Modulating the Electron Affinity of Small Bipyridyl Molecules on Single Gold Nanoparticles for Plasmon-Driven Electron Transfer

Abstract

Developing controlled platforms for plasmon-driven chemistry is of great importance in catalytic reactions at the nanoscale. We report anion radical formation for five bipyridyl complexes of varying degrees of electron affinity utilizing optically focused intraband (594 nm) and interband (532 nm) pump excitation of single gold nanoparticles. The surface-enhanced Raman scattering (SERS) of anion radicals for the five nonresonant adsorbed molecules, 2,2′-bipyridine (22BPY), 4,4′-bipyridine (44BPY), trans-1,2-bis(4-pyridyl)ethylene (BPE), 1,2-bis(4-pyridyl)acetylene (BPA), and 1,2-bis(4-pyridyl)ethane (BPEt), were detected using localized surface-plasmon resonance (LSPR) excitation with 785 nm. The electron affinity of the five bipyridyl complexes were determined using electrochemistry.
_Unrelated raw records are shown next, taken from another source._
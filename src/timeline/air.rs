//! In-water decompression on air.
//!
//! Ascend to each stop in turn, hold it for the tabulated time, then ascend
//! to the surface. Every segment has a fixed duration.

use super::{extract_stops, SegmentKind, Timeline, TimelineSegment};
use crate::{config::PlanSettings, tables::DiveTableEntry, BreathingGas};

pub fn synthesize(entry: &DiveTableEntry, real_depth: f64, settings: &PlanSettings) -> Timeline {
    let mut timeline = Timeline::default();
    let mut depth = real_depth;

    for (index, stop) in extract_stops(entry).into_iter().enumerate() {
        timeline.ascend(depth, stop.depth, settings.ascent_rate, BreathingGas::Air);
        timeline.push(TimelineSegment::timed(
            SegmentKind::Stop,
            stop.depth,
            f64::from(stop.minutes),
            BreathingGas::Air,
            format!(
                "{} stop: {} min at {} m on air",
                ordinal(index + 1),
                stop.minutes,
                stop.depth
            ),
        ));
        depth = stop.depth;
    }

    timeline.ascend(depth, 0.0, settings.ascent_rate, BreathingGas::Air);
    timeline
}

/// "1st", "2nd", "3rd", "4th"... as used to number stops.
pub fn ordinal(n: usize) -> String {
    let suffix = match (n % 10, n % 100) {
        (_, 11..=13) => "th",
        (1, _) => "st",
        (2, _) => "nd",
        (3, _) => "rd",
        _ => "th",
    };
    format!("{n}{suffix}")
}
/// Inputs to one plan calculation.
///
/// Deserializes from JSON with every optional field defaulted; camelCase
/// keys are accepted alongside snake_case.
#[derive(Clone, Debug, Default, PartialEq, Serialize, Deserialize)]
#[serde(default)]
pub struct DivePlanParams {
    /// `air`, `water_o2` or `surface_o2`
    pub mode: String,
    /// Real depth (m)
    pub depth: f64,
    /// Bottom time (min)
    #[serde(alias = "bottomTime")]
    pub bottom_time: u32,
    /// Dive site altitude (m)
    pub altitude: f64,
    /// Depth gauge zeroed at altitude
    pub recalibrated: bool,
    #[serde(alias = "isRepetitive")]
    pub is_repetitive: bool,
    #[serde(alias = "repetitiveGroup", skip_serializing_if = "Option::is_none")]
    pub repetitive_group: Option<String>,
    /// Minutes since the previous dive surfaced
    #[serde(alias = "surfaceInterval", skip_serializing_if = "Option::is_none")]
    pub surface_interval: Option<u32>,
    #[serde(alias = "isAltitudeLessThan12h")]
    pub is_altitude_less_than_12h: bool,
    #[serde(alias = "altitudeArrivalTime", skip_serializing_if = "Option::is_none")]
    pub altitude_arrival_time: Option<DateTime<Utc>>,
    /// Time the dive starts; defaults to now
    #[serde(alias = "referenceTime", skip_serializing_if = "Option::is_none")]
    pub reference_time: Option<DateTime<Utc>>,
    #[serde(alias = "previousBottomTime")]
    pub previous_bottom_time: u32,
    #[serde(alias = "previousDepth")]
    pub previous_depth: f64,
}

/// Table depth and bottom time actually used.
#[derive(Clone, Copy, Debug, PartialEq, Serialize, Deserialize)]
pub struct RoundedValues {
    pub depth: f64,
    pub time: u32,
}

/// A computed decompression plan.
#[derive(Clone, Debug, PartialEq, Serialize, Deserialize)]
pub struct DivePlan {
    pub modality: Modality,
    pub real_depth: f64,
    pub equivalent_depth: f64,
    pub entry: DiveTableEntry,
    pub timeline: Vec<TimelineSegment>,
    /// Fixed-duration time to the surface (s); count-up segments excluded
    pub total_time_secs: f64,
    pub repetitive_group: RepetitiveGroup,
    pub group_guidance: String,
    pub rounded_values: RoundedValues,
    /// Depth fed to the resolver after repetitive adjustment (m)
    pub effective_depth: f64,
    /// Bottom time fed to the resolver after repetitive adjustment (min)
    pub effective_bottom_time: u32,
    pub no_decompression: bool,
    #[serde(default, skip_serializing_if = "Option::is_none")]
    pub altitude_group: Option<AltitudeGroup>,
    #[serde(default, skip_serializing_if = "Option::is_none")]
    pub repetitive: Option<RepetitiveAdjustment>,
    #[serde(default, skip_serializing_if = "Vec::is_empty")]
    pub warnings: Vec<String>,
    #[serde(default)]
    pub first_period_extended: bool,
}

impl DivePlan {
    /// Apply the caller-confirmed half-period extension to SurDO₂ period 1.
    pub fn extend_first_period(&mut self, settings: &PlanSettings) -> Result<(), PlanError> {
        if self.first_period_extended {
            return Err(PlanError::InvalidInput(
                "first O₂ period already extended".to_string(),
            ));
        }
        let mut timeline = Timeline {
            segments: std::mem::take(&mut self.timeline),
            total_time_secs: self.total_time_secs,
        };
        let extended = surdo2::extend_first_period(&mut timeline, settings);
        self.timeline = timeline.segments;
        self.total_time_secs = timeline.total_time_secs;

        if !extended {
            return Err(PlanError::InvalidInput(format!(
                "{} plan has no adjustable O₂ period",
                self.modality
            )));
        }
        info!(total = self.total_time_secs, "first O₂ period extended");
        self.first_period_extended = true;
        Ok(())
    }
}

/// Compute the decompression plan for one dive.
pub fn calculate_dive_plan(
    tables: &Tables,
    settings: &PlanSettings,
    params: &DivePlanParams,
) -> Result<DivePlan, PlanError> {
    let modality: Modality = params.mode.parse()?;
    validate(params)?;

    let equivalent_depth =
        altitude::equivalent_depth(params.depth, params.altitude, params.recalibrated);
    let mut warnings = Vec::new();

    let mut altitude_group = None;
    let mut exposures = Vec::new();
    if params.is_altitude_less_than_12h {
        altitude_group = altitude_exposure(tables, params, &mut exposures, &mut warnings)?;
    }
    if params.is_repetitive {
        exposures.push(previous_dive(params)?);
    }

    // Every exposure must be permitted and resolvable; the most
    // conservative row governs
    let mut governing: Option<(RepetitiveAdjustment, &DiveTableEntry)> = None;
    for exposure in &exposures {
        let candidate = repetitive::adjust(tables, exposure, equivalent_depth, params.bottom_time)?;
        let row = resolver::resolve(
            tables,
            modality,
            candidate.effective_depth,
            candidate.effective_bottom_time,
        )?;
        if governing
            .as_ref()
            .map_or(true, |(_, current)| more_conservative(row, current))
        {
            governing = Some((candidate, row));
        }
    }
    let (adjustment, entry) = match governing {
        Some((adjustment, row)) => (Some(adjustment), row),
        None => (
            None,
            resolver::resolve(tables, modality, equivalent_depth, params.bottom_time)?,
        ),
    };
    let (effective_depth, effective_bottom_time) = adjustment
        .as_ref()
        .map_or((equivalent_depth, params.bottom_time), |a| {
            (a.effective_depth, a.effective_bottom_time)
        });

    let no_decompression = entry.is_no_decompression();

    let timeline = if no_decompression {
        timeline::no_decompression(params.depth, settings)
    } else {
        match modality {
            Modality::Air => air::synthesize(entry, params.depth, settings),
            Modality::WaterO2 => water_o2::synthesize(entry, params.depth, settings),
            Modality::SurfaceO2 => surdo2::synthesize(entry, params.depth, settings)?,
        }
    };

    info!(
        %modality,
        depth = params.depth,
        equivalent_depth,
        table_depth = entry.depth,
        table_time = entry.bottom_time,
        group = %entry.repetitive_group,
        no_decompression,
        "dive plan computed"
    );

    Ok(DivePlan {
        modality,
        real_depth: params.depth,
        equivalent_depth,
        entry: entry.clone(),
        timeline: timeline.segments,
        total_time_secs: timeline.total_time_secs,
        repetitive_group: entry.repetitive_group,
        group_guidance: entry.repetitive_group.guidance().to_string(),
        rounded_values: RoundedValues {
            depth: entry.depth,
            time: entry.bottom_time,
        },
        effective_depth,
        effective_bottom_time,
        no_decompression,
        altitude_group,
        repetitive: adjustment,
        warnings,
        first_period_extended: false,
    })
}

/// Deeper row first, then longer bottom time, then more stop time.
fn more_conservative(row: &DiveTableEntry, current: &DiveTableEntry) -> bool {
    (row.depth, row.bottom_time, row.stops.total_minutes())
        > (current.depth, current.bottom_time, current.stops.total_minutes())
}

fn validate(params: &DivePlanParams) -> Result<(), PlanError> {
    if !params.depth.is_finite() || params.depth <= 0.0 {
        return Err(PlanError::InvalidInput(format!(
            "depth must be positive, got {}",
            params.depth
        )));
    }
    if params.bottom_time == 0 {
        return Err(PlanError::InvalidInput(
            "bottom time must be at least 1 minute".to_string(),
        ));
    }
    if !params.altitude.is_finite() || params.altitude < 0.0 {
        return Err(PlanError::InvalidInput(format!(
            "altitude must be zero or positive, got {}",
            params.altitude
        )));
    }
    if !params.previous_depth.is_finite() || params.previous_depth < 0.0 {
        return Err(PlanError::InvalidInput(format!(
            "previous depth must be zero or positive, got {}",
            params.previous_depth
        )));
    }
    Ok(())
}

fn previous_dive(params: &DivePlanParams) -> Result<PriorExposure, PlanError> {
    let group: RepetitiveGroup = params
        .repetitive_group
        .as_deref()
        .ok_or_else(|| {
            PlanError::InvalidInput("repetitive dive requires a repetitive group".to_string())
        })?
        .parse()?;
    let surface_interval = params.surface_interval.ok_or_else(|| {
        PlanError::InvalidInput("repetitive dive requires a surface interval".to_string())
    })?;

    Ok(PriorExposure {
        source: PriorSource::PreviousDive,
        group,
        surface_interval,
        previous_bottom_time: params.previous_bottom_time,
        previous_depth: params.previous_depth,
    })
}

/// Group and exposure for a diver who arrived at altitude recently.
fn altitude_exposure(
    tables: &Tables,
    params: &DivePlanParams,
    exposures: &mut Vec<PriorExposure>,
    warnings: &mut Vec<String>,
) -> Result<Option<AltitudeGroup>, PlanError> {
    let arrival = params.altitude_arrival_time.ok_or_else(|| {
        PlanError::InvalidInput("arrival at altitude requires an arrival time".to_string())
    })?;
    let reference = params.reference_time.unwrap_or_else(Utc::now);
    let elapsed = (reference - arrival).num_minutes();

    if elapsed < 0 {
        return Err(PlanError::InvalidInput(format!(
            "altitude arrival {arrival} is after the dive"
        )));
    }
    if elapsed >= ALTITUDE_RESIDENCE_WINDOW {
        let message = format!(
            "arrived at altitude {} h ago; no altitude group applies",
            elapsed / 60
        );
        warn!("{message}");
        warnings.push(message);
        return Ok(None);
    }

    let Some(group) = altitude::altitude_group(tables, params.altitude) else {
        let message = "dive is at sea level; no altitude group applies".to_string();
        warn!("{message}");
        warnings.push(message);
        return Ok(None);
    };
    if let Some(message) = &group.warning {
        warnings.push(message.clone());
    }

    exposures.push(PriorExposure {
        source: PriorSource::Altitude,
        group: group.group,
        surface_interval: u32::try_from(elapsed).unwrap_or(u32::MAX),
        previous_bottom_time: 0,
        previous_depth: 0.0,
    });
    Ok(Some(group))
}

/// Success/failure envelope returned across the JSON boundary.
#[derive(Clone, Debug, PartialEq, Serialize, Deserialize)]
pub struct DivePlanResult {
    pub success: bool,
    #[serde(flatten)]
    pub plan: Option<DivePlan>,
    #[serde(default, skip_serializing_if = "Option::is_none")]
    pub error: Option<String>,
    #[serde(default, skip_serializing_if = "Option::is_none")]
    pub alternatives: Option<Vec<Modality>>,
    #[serde(default, skip_serializing_if = "Option::is_none")]
    pub warning_only: Option<bool>,
}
Molecules with low electron affinity experienced higher instances of radical anion formation under a plasmon-coupled intraband electron transfer excitation (594 nm), whereas molecules with high electron affinity showed a preference for anion radical formation under direct interband electron transfer excitation (532 nm). The lowest unoccupied molecular orbital (LUMO) energy levels for low electron affinity surface-bound molecules (22BPY, BPEt) are on average ∼0.43 eV higher than high electron affinity surface-bound molecules (BPA, BPE, 44BPY), as calculated using time-dependent density functional theory, elucidating the importance of plasmon coupling to energy levels that facilitate charge transfer pathways. We also show the ability to “activate” high versus low electron affinity single nanoparticles with the choice of pump excitation wavelength. The findings show the complex interplay between molecular electron affinity, orbital overlap with the density of states of the plasmonic metal, and excitation energetics of the pump laser wavelength. Potential applications of this work include enhanced control over molecular scale catalysis, biosensor design, and solar energy capture.